WORK INSTRUCTION: The answer should consist solely of the lines from the first one below through the line containing "distinct values, with", copied exactly.

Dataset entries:
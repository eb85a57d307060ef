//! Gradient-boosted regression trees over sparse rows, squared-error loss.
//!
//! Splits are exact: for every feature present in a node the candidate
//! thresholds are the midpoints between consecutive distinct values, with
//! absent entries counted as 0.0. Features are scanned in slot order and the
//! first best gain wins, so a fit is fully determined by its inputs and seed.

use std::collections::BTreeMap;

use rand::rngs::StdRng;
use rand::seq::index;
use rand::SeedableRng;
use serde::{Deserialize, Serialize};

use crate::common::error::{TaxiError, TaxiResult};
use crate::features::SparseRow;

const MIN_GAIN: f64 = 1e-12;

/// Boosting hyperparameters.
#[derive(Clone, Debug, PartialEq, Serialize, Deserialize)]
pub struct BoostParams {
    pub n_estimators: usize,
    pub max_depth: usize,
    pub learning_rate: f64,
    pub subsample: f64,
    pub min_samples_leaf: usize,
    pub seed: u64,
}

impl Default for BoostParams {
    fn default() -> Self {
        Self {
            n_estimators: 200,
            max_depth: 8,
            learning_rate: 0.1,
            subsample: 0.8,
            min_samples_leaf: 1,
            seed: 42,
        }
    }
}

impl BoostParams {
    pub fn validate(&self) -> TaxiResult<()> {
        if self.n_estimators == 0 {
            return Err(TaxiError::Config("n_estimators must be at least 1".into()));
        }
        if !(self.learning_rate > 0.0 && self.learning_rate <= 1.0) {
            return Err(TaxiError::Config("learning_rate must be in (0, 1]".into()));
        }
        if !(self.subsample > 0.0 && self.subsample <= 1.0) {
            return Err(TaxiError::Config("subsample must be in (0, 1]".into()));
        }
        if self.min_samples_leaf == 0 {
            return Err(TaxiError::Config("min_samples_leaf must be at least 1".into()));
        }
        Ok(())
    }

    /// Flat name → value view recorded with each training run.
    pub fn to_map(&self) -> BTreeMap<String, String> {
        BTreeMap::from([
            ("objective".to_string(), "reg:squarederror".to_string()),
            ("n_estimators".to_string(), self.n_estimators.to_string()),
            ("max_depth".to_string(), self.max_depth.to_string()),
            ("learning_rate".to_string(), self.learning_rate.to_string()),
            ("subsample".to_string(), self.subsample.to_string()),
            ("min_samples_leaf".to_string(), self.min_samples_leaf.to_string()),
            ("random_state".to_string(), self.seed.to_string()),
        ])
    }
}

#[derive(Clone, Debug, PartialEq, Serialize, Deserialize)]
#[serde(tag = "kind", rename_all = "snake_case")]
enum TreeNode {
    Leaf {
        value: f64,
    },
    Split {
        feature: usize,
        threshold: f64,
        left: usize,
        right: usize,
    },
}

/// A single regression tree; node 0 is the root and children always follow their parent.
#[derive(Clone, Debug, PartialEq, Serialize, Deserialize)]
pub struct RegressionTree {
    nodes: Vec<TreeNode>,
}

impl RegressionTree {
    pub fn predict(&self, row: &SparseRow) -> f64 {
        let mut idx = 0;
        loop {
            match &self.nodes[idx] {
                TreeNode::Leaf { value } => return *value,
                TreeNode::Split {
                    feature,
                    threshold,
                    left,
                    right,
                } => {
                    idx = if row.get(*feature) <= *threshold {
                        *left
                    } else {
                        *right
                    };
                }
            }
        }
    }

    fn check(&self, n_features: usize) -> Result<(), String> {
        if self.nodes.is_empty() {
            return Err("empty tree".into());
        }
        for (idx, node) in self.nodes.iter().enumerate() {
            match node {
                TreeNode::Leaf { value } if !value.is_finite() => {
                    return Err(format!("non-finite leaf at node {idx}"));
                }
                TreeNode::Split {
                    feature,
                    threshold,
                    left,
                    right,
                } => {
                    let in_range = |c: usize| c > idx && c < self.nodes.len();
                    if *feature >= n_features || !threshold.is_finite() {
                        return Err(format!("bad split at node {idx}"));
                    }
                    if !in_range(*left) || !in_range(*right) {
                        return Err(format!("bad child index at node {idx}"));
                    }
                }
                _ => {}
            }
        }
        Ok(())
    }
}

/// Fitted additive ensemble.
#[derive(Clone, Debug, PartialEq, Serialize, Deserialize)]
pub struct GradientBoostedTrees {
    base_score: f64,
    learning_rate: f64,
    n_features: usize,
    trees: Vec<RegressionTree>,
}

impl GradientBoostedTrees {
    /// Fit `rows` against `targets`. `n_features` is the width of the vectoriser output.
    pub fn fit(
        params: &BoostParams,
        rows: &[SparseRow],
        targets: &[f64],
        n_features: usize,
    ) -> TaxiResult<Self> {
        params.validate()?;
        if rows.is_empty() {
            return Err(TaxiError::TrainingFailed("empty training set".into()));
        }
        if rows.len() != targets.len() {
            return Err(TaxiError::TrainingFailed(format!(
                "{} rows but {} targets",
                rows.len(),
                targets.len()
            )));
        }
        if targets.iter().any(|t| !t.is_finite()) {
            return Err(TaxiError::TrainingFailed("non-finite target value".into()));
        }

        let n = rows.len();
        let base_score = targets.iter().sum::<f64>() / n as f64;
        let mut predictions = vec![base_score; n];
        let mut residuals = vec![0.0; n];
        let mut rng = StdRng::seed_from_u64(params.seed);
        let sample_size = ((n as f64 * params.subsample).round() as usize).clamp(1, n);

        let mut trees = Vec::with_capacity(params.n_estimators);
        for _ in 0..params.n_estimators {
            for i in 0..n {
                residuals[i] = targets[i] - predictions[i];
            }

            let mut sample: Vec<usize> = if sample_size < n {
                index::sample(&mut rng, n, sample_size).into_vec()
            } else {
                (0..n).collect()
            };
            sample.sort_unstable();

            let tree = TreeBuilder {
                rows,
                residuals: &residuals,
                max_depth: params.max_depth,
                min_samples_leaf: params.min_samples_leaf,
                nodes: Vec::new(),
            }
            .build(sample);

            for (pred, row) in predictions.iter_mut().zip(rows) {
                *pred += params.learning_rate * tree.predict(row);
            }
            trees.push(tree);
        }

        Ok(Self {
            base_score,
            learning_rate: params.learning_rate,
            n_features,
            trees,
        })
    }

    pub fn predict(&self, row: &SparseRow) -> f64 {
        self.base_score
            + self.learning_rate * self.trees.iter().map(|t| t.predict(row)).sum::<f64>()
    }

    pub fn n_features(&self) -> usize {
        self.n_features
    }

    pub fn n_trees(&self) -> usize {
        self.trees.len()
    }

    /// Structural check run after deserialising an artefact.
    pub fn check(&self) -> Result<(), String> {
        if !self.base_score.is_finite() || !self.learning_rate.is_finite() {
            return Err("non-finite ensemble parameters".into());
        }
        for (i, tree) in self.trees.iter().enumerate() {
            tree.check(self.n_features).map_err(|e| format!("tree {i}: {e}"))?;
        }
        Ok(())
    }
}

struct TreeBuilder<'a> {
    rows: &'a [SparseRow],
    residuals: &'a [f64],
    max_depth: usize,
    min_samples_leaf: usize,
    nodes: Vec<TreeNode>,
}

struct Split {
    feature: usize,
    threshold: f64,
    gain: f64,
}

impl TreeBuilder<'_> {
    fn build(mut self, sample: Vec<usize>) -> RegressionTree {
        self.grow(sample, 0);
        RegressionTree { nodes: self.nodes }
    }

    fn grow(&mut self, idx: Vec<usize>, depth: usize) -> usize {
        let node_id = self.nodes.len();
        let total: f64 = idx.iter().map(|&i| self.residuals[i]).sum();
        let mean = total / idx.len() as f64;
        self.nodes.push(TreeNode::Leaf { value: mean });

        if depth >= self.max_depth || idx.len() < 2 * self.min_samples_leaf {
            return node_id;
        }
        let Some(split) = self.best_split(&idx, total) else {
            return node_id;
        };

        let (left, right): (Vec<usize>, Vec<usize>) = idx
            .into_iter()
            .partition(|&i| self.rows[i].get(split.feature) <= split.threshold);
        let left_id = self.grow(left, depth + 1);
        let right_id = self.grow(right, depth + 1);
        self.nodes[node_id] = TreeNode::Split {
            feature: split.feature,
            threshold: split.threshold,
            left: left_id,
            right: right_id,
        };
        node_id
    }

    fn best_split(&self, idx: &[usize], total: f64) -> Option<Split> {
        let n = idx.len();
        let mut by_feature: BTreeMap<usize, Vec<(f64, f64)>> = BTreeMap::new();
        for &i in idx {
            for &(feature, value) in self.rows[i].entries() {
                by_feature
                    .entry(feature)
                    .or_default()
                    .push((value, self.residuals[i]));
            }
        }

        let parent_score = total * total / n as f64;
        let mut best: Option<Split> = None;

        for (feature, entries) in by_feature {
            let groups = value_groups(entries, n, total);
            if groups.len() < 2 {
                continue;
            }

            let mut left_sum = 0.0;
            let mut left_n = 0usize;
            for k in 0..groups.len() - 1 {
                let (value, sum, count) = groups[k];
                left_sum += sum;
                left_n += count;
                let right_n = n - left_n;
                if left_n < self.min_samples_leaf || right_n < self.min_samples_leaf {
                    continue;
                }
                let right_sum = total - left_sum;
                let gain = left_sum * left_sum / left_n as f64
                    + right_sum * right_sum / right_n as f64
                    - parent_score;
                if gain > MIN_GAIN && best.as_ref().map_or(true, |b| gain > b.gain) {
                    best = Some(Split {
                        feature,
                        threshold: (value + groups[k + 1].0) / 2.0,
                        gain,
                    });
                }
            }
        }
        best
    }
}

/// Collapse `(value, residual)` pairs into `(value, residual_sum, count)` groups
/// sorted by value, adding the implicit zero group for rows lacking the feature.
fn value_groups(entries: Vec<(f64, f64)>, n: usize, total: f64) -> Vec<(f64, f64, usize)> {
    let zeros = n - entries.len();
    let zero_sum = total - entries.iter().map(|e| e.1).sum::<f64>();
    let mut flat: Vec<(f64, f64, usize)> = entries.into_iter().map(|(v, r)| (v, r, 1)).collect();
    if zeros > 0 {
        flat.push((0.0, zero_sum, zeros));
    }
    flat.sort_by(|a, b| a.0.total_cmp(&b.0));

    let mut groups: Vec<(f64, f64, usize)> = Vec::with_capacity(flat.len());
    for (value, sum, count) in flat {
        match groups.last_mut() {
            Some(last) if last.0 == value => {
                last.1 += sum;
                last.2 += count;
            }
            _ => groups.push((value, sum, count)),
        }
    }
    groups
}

YOUR SOLUTION:
repository eb85a57d307060ef
//! Gradient-boosted regression trees over sparse rows, squared-error loss.
//!
//! Splits are exact: for every feature present in a node the candidate
//! thresholds are the midpoints between consecutive distinct values, with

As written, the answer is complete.